> [YOUR ASSIGNMENT]:
Search the entries below for the string "return" and copy the lines that hold it.

> [RECORDS PROVIDED]:

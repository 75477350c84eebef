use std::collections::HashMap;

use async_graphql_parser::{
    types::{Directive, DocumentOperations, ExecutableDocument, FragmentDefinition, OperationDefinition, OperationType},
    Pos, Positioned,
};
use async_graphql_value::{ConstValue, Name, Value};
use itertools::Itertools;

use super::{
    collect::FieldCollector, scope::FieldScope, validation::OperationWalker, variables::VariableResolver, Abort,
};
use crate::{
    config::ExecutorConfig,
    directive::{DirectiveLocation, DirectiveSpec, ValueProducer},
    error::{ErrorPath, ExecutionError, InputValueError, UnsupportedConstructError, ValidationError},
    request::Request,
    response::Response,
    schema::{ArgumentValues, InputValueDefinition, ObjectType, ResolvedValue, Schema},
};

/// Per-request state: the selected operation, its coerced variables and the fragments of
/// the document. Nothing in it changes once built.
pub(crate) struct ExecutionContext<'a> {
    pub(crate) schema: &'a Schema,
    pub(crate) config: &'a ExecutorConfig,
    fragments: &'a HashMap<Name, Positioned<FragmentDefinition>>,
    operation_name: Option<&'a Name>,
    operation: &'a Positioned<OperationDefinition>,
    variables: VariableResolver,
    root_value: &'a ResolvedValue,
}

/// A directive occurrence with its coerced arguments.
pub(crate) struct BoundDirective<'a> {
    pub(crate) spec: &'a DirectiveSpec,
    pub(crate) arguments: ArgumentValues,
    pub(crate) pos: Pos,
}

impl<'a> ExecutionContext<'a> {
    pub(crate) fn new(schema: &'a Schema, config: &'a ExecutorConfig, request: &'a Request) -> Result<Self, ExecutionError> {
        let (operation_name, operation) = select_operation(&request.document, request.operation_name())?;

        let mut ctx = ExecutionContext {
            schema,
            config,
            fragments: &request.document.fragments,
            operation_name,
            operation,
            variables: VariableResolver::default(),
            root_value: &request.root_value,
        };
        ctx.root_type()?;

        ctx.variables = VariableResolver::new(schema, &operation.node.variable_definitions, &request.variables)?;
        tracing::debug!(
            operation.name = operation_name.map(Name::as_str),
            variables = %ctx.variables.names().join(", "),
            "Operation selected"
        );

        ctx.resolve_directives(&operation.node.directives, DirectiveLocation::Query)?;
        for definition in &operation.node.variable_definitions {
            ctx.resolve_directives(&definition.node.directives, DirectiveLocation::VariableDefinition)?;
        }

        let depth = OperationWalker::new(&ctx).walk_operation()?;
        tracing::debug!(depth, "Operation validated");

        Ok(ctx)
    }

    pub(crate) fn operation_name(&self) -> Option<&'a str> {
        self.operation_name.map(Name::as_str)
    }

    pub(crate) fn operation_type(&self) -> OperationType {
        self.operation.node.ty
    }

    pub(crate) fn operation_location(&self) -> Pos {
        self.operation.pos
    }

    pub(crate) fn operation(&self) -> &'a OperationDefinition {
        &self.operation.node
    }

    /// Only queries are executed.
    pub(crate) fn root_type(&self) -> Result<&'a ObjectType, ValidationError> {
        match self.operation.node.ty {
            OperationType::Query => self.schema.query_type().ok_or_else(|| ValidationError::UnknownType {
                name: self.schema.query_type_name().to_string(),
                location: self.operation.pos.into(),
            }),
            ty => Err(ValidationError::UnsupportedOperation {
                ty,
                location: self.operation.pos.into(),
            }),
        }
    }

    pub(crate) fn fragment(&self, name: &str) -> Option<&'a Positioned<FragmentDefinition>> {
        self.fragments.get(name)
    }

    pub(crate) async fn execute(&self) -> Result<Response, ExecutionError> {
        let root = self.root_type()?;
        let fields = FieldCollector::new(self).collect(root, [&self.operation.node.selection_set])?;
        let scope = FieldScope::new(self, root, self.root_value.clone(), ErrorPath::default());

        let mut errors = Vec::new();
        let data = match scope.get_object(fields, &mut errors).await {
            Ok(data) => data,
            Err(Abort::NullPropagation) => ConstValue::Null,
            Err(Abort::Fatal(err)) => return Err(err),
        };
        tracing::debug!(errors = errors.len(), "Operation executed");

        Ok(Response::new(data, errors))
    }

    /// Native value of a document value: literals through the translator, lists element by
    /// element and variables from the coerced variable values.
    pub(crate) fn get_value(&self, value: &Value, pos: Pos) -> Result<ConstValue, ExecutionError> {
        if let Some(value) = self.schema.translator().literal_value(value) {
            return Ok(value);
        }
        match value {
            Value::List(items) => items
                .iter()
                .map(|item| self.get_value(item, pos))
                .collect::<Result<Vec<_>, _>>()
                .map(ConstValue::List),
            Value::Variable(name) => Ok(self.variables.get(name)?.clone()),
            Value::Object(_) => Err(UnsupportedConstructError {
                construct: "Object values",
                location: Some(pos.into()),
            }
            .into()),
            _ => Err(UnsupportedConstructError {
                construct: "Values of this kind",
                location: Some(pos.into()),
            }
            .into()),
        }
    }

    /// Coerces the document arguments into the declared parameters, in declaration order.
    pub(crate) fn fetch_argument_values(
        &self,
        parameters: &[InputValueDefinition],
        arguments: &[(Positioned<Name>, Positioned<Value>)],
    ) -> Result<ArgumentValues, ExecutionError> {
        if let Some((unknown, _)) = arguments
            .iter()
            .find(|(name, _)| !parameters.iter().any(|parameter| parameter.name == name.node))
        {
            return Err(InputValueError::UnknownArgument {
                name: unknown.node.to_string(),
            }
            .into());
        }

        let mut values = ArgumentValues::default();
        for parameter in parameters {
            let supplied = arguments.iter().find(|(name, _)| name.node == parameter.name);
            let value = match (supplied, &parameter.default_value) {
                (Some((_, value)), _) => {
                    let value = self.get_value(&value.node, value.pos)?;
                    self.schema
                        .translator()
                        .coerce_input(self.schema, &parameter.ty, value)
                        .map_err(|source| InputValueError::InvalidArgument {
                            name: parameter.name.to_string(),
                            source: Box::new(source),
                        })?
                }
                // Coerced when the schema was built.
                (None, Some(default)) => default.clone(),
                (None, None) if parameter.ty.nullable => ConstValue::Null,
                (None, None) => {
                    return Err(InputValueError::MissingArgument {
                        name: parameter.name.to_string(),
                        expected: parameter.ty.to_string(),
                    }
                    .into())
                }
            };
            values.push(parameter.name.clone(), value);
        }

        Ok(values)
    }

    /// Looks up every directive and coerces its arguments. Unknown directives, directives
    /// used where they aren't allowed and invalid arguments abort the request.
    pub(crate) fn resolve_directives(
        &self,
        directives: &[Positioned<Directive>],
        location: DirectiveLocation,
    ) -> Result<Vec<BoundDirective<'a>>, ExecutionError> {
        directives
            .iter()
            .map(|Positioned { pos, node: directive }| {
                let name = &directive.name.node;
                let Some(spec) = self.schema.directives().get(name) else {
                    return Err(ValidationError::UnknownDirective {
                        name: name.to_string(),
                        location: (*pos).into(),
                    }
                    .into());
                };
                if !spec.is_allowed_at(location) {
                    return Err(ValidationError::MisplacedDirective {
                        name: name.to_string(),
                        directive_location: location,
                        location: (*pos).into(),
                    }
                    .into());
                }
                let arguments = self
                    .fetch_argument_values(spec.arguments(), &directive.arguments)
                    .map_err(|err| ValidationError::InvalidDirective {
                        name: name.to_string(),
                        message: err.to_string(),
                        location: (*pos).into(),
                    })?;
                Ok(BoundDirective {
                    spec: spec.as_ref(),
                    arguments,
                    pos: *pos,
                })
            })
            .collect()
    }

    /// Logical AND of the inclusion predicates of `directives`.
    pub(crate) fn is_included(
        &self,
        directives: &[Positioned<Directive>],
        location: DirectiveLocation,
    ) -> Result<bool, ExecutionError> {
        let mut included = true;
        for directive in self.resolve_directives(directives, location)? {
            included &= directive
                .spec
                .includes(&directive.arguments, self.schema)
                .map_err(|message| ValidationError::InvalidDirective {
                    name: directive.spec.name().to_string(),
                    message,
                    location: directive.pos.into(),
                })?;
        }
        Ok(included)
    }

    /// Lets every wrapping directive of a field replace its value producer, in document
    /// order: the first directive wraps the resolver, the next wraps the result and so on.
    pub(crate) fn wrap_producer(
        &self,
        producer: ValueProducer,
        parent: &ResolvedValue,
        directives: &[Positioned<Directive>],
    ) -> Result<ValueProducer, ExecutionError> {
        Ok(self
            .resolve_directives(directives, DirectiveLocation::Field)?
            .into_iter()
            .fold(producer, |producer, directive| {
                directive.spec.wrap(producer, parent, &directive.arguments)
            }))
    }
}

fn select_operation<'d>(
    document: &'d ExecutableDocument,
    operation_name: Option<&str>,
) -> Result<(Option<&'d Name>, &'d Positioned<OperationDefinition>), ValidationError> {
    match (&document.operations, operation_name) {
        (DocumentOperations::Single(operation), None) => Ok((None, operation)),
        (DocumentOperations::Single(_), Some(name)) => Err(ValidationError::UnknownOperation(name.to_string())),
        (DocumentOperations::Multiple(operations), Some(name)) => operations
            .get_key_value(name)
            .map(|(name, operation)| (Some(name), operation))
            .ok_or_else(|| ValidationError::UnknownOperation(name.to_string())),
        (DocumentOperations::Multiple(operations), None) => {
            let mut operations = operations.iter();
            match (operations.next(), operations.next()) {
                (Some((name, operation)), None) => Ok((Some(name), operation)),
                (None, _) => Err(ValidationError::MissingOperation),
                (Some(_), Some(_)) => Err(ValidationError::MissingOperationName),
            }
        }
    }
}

> [TASK RESPONSE]:
            Err(Abort::Fatal(err)) => return Err(err),
            return Ok(value);
            return Err(InputValueError::UnknownArgument {
                    return Err(InputValueError::MissingArgument {
                    return Err(ValidationError::UnknownDirective {
                    return Err(ValidationError::MisplacedDirective {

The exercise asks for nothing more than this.